I stopped reading the news last year, and it’s changed my life for the better.
I’m not here to debate the pros & cons of this decision (this article sums it up nicely). What I will say is that consuming news as an empath — especially these crazy days — is essentially asking for a panic attack followed by a mental breakdown on a near daily basis. Carrying the weight of the world is a completely insane task to bestow upon yourself, and it took thousands of dollars of therapy for me to finally figure that out.

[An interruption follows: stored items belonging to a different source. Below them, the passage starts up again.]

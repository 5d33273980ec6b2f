use serde::{Deserialize, Serialize};
use serde_json::Value;

pub const MEDIA_PLAYBACK_STARTED: &str = "MediaInputPlaybackStarted";
pub const MEDIA_PLAYBACK_ENDED: &str = "MediaInputPlaybackEnded";
pub const MEDIA_ACTION_TRIGGERED: &str = "MediaInputActionTriggered";

/// An event pushed by the mixer, fanned out to every subscriber.
#[derive(Debug, Clone, PartialEq)]
pub struct MixerEvent {
    pub event_type: String,
    pub event_data: Value,
}

impl MixerEvent {
    pub fn input_name(&self) -> Option<&str> {
        self.event_data.get("inputName").and_then(Value::as_str)
    }

    pub fn media_action(&self) -> Option<MediaAction> {
        self.event_data
            .get("mediaAction")
            .and_then(Value::as_str)
            .and_then(MediaAction::from_wire)
    }
}

/// Transport actions a media input accepts.
#[derive(Debug, Clone, Copy, PartialEq, Eq, Hash, Serialize, Deserialize)]
#[serde(rename_all = "UPPERCASE")]
pub enum MediaAction {
    Play,
    Pause,
    Stop,
    Restart,
    Next,
    Previous,
}

impl MediaAction {
    pub fn as_wire(self) -> &'static str {
        match self {
            Self::Play => "OBS_WEBSOCKET_MEDIA_INPUT_ACTION_PLAY",
            Self::Pause => "OBS_WEBSOCKET_MEDIA_INPUT_ACTION_PAUSE",
            Self::Stop => "OBS_WEBSOCKET_MEDIA_INPUT_ACTION_STOP",
            Self::Restart => "OBS_WEBSOCKET_MEDIA_INPUT_ACTION_RESTART",
            Self::Next => "OBS_WEBSOCKET_MEDIA_INPUT_ACTION_NEXT",
            Self::Previous => "OBS_WEBSOCKET_MEDIA_INPUT_ACTION_PREVIOUS",
        }
    }

    pub fn from_wire(s: &str) -> Option<Self> {
        Some(match s {
            "OBS_WEBSOCKET_MEDIA_INPUT_ACTION_PLAY" => Self::Play,
            "OBS_WEBSOCKET_MEDIA_INPUT_ACTION_PAUSE" => Self::Pause,
            "OBS_WEBSOCKET_MEDIA_INPUT_ACTION_STOP" => Self::Stop,
            "OBS_WEBSOCKET_MEDIA_INPUT_ACTION_RESTART" => Self::Restart,
            "OBS_WEBSOCKET_MEDIA_INPUT_ACTION_NEXT" => Self::Next,
            "OBS_WEBSOCKET_MEDIA_INPUT_ACTION_PREVIOUS" => Self::Previous,
            _ => return None,
        })
    }
}

/// Playback state of a media input as reported by `GetMediaInputStatus`.
#[derive(Debug, Clone, Copy, PartialEq, Eq)]
pub enum MediaState {
    None,
    Playing,
    Opening,
    Buffering,
    Paused,
    Stopped,
    Ended,
    Error,
}

impl MediaState {
    pub fn from_wire(s: &str) -> Self {
        match s {
            "OBS_MEDIA_STATE_PLAYING" => Self::Playing,
            "OBS_MEDIA_STATE_OPENING" => Self::Opening,
            "OBS_MEDIA_STATE_BUFFERING" => Self::Buffering,
            "OBS_MEDIA_STATE_PAUSED" => Self::Paused,
            "OBS_MEDIA_STATE_STOPPED" => Self::Stopped,
            "OBS_MEDIA_STATE_ENDED" => Self::Ended,
            "OBS_MEDIA_STATE_ERROR" => Self::Error,
            _ => Self::None,
        }
    }

    /// Paused, stopped and ended media can all be resumed with PLAY.
    pub fn is_resumable(self) -> bool {
        matches!(self, Self::Paused | Self::Stopped | Self::Ended)
    }
}

/// Snapshot of a media input's transport.
#[derive(Debug, Clone, Copy, PartialEq)]
pub struct MediaStatus {
    pub state: MediaState,
    /// Total length in milliseconds, when the mixer knows it.
    pub duration_ms: Option<u64>,
    /// Playback position in milliseconds, when the mixer knows it.
    pub cursor_ms: Option<u64>,
}

impl MediaStatus {
    pub fn from_response(data: &Value) -> Self {
        let ms = |key: &str| {
            data.get(key)
                .and_then(Value::as_f64)
                .filter(|v| v.is_finite() && *v >= 0.0)
                .map(|v| v as u64)
        };
        Self {
            state: data
                .get("mediaState")
                .and_then(Value::as_str)
                .map(MediaState::from_wire)
                .unwrap_or(MediaState::None),
            duration_ms: ms("mediaDuration"),
            cursor_ms: ms("mediaCursor"),
        }
    }
}
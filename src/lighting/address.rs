use std::{fmt, sync::OnceLock};

use regex::Regex;

use super::constants::EOS_PREFIX;
use crate::common::types::CueNumber;

static CUE_FIRE_PATTERN: OnceLock<Regex> = OnceLock::new();

fn cue_fire_pattern() -> &'static Regex {
    CUE_FIRE_PATTERN.get_or_init(|| {
        Regex::new(r"^/eos/out/event/cue/(\d+)/(\d+(?:\.\d+)?)(?:/.*)?$")
            .expect("static cue pattern is valid")
    })
}

/// Parses `/eos/out/event/cue/<list>/<number>[/...]` into list and cue.
pub fn parse_cue_fire(address: &str) -> Option<(u32, CueNumber)> {
    let caps = cue_fire_pattern().captures(address)?;
    let list = caps[1].parse().ok()?;
    let cue = CueNumber::parse(&caps[2])?;
    Some((list, cue))
}

/// Roots `address` at `/eos` unless it already is.
pub fn with_prefix(address: &str) -> String {
    if address == EOS_PREFIX || address.starts_with("/eos/") {
        return address.to_owned();
    }
    let trimmed = address.trim_start_matches('/');
    format!("{}/{}", EOS_PREFIX, trimmed)
}

/// What a parameter command addresses.
#[derive(Debug, Clone, Copy, PartialEq, Eq)]
pub enum Target {
    Channel(u32),
    Group(u32),
}

impl fmt::Display for Target {
    fn fmt(&self, f: &mut fmt::Formatter<'_>) -> fmt::Result {
        match self {
            Self::Channel(n) => write!(f, "chan/{}", n),
            Self::Group(n) => write!(f, "group/{}", n),
        }
    }
}

pub fn fire_address(list: u32, cue: &CueNumber) -> String {
    format!("{}/cue/{}/{}/fire", EOS_PREFIX, list, cue)
}

pub fn record_command(cue: &CueNumber, label: Option<&str>) -> String {
    match label.map(str::trim).filter(|l| !l.is_empty()) {
        Some(label) => format!("Record Cue {} Label {} Enter", cue, label),
        None => format!("Record Cue {} Enter", cue),
    }
}

pub fn intensity_address(channel: u32) -> String {
    format!("{}/chan/{}/at", EOS_PREFIX, channel)
}

pub fn color_address(target: Target) -> String {
    format!("{}/{}/param/red/green/blue", EOS_PREFIX, target)
}

pub fn param_address(target: Target, param: &str) -> String {
    format!("{}/{}/param/{}", EOS_PREFIX, target, param)
}

#[cfg(test)]
mod tests {
    use super::*;

    #[test]
    fn parses_cue_fire_events() {
        assert_eq!(
            parse_cue_fire("/eos/out/event/cue/1/5/fire"),
            Some((1, CueNumber::from(5)))
        );
        assert_eq!(
            parse_cue_fire("/eos/out/event/cue/2/12.5"),
            Some((2, CueNumber::parse("12.5").unwrap()))
        );
        assert_eq!(parse_cue_fire("/eos/out/event/cue/1"), None);
        assert_eq!(parse_cue_fire("/eos/out/active/cue/1/5"), None);
        assert_eq!(parse_cue_fire("/eos/out/event/cue/x/5/fire"), None);
    }

    #[test]
    fn prefix_is_applied_once() {
        assert_eq!(with_prefix("/eos/ping"), "/eos/ping");
        assert_eq!(with_prefix("/chan/1/at"), "/eos/chan/1/at");
        assert_eq!(with_prefix("key/go_0"), "/eos/key/go_0");
        assert_eq!(with_prefix("/eosx"), "/eos/eosx");
    }

    #[test]
    fn outbound_templates() {
        let cue = CueNumber::from(7);
        assert_eq!(fire_address(1, &cue), "/eos/cue/1/7/fire");
        assert_eq!(
            record_command(&cue, Some("Opening")),
            "Record Cue 7 Label Opening Enter"
        );
        assert_eq!(record_command(&cue, Some("  ")), "Record Cue 7 Enter");
        assert_eq!(intensity_address(12), "/eos/chan/12/at");
        assert_eq!(
            color_address(Target::Group(3)),
            "/eos/group/3/param/red/green/blue"
        );
        assert_eq!(
            param_address(Target::Channel(4), "zoom"),
            "/eos/chan/4/param/zoom"
        );
    }
}
use std::{fmt, sync::Arc};

use tokio::sync::mpsc::UnboundedSender;
use tokio_tungstenite::tungstenite::protocol::Message;

use super::pending::PendingRequests;
use crate::common::errors::ControlError;

/// Observable lifecycle of one integration's connection.
#[derive(Debug, Clone, Copy, PartialEq, Eq)]
pub enum ConnectionStatus {
    Disconnected,
    Connecting,
    /// Socket is open and the Hello has been answered with an Identify.
    Authenticating,
    /// Identified; requests are accepted.
    Ready,
}

impl fmt::Display for ConnectionStatus {
    fn fmt(&self, f: &mut fmt::Formatter<'_>) -> fmt::Result {
        f.write_str(match self {
            Self::Disconnected => "disconnected",
            Self::Connecting => "connecting",
            Self::Authenticating => "authenticating",
            Self::Ready => "ready",
        })
    }
}

/// Everything tied to one socket. Built fresh on every connection attempt
/// and dropped wholesale when that socket goes away.
pub(crate) struct ConnectionState {
    pub tx: UnboundedSender<Message>,
    pub pending: Arc<PendingRequests>,
    pub identified: bool,
}

impl ConnectionState {
    pub fn new(tx: UnboundedSender<Message>) -> Self {
        Self {
            tx,
            pending: Arc::new(PendingRequests::new()),
            identified: false,
        }
    }
}

impl Drop for ConnectionState {
    fn drop(&mut self) {
        self.pending.clear();
    }
}

/// Outcome of a single WS session, telling the outer loop what to do next.
#[derive(Debug, PartialEq, Eq)]
pub enum SessionOutcome {
    /// Socket dropped or closed; wait the fixed delay and connect again.
    Reconnect,
    /// Client was shut down.
    Shutdown,
}

pub fn map_ws_err(e: tokio_tungstenite::tungstenite::Error) -> ControlError {
    ControlError::connection(e.to_string())
}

That means I need to be extra intentional about what I read and consume. It’s perhaps why I started the Links I Love series here to begin with. A personal attempt to curate a somewhat fun/somewhat serious round-up of the necessary things that brought me joy or introspection or much-needed comfort that week.
I follow a few people who do the same — Cup of Jo and Becoming Minimalist are faves — and you know what? I still know what’s going on in the world. I just don’t need to read every single article to prove that to myself or anyone else.
Attention is a resource. Use your allotment wisely.
Also, please know I fuck up all the time. Some mornings, I check my phone as soon as I wake up (mistake #1), go immediately to the NY Times (mistake #2), and read about our president or the latest natural disaster or EVERYTHING (mistake #3). And I’m an anxiety-prone, frizzy-haired mess the rest of the day.
Enjoy these links from the past few weeks, and happy (almost) weekend, friends.
“Nothing ever goes away until it teaches us what we need to know.” Pema Chödrön
Block heel love (all under $150!).
I watched this documentary last night — equal parts joyous & heartbreaking.
This is legit the cutest.
Pumpkin Kale & Bacon Mac. (shameless plug: I took this photo)
Substituting the word money for freedom. YES YES YES.
I loved this Oprah SuperSoul conversation with Eckhart Tolle. “You don’t have to be disagreeable when you disagree. What that saying implies is you don’t have to be totally identified with your perspective and your viewpoint, and yet you can put it forward in strong terms without deriving your sense of identity from it.”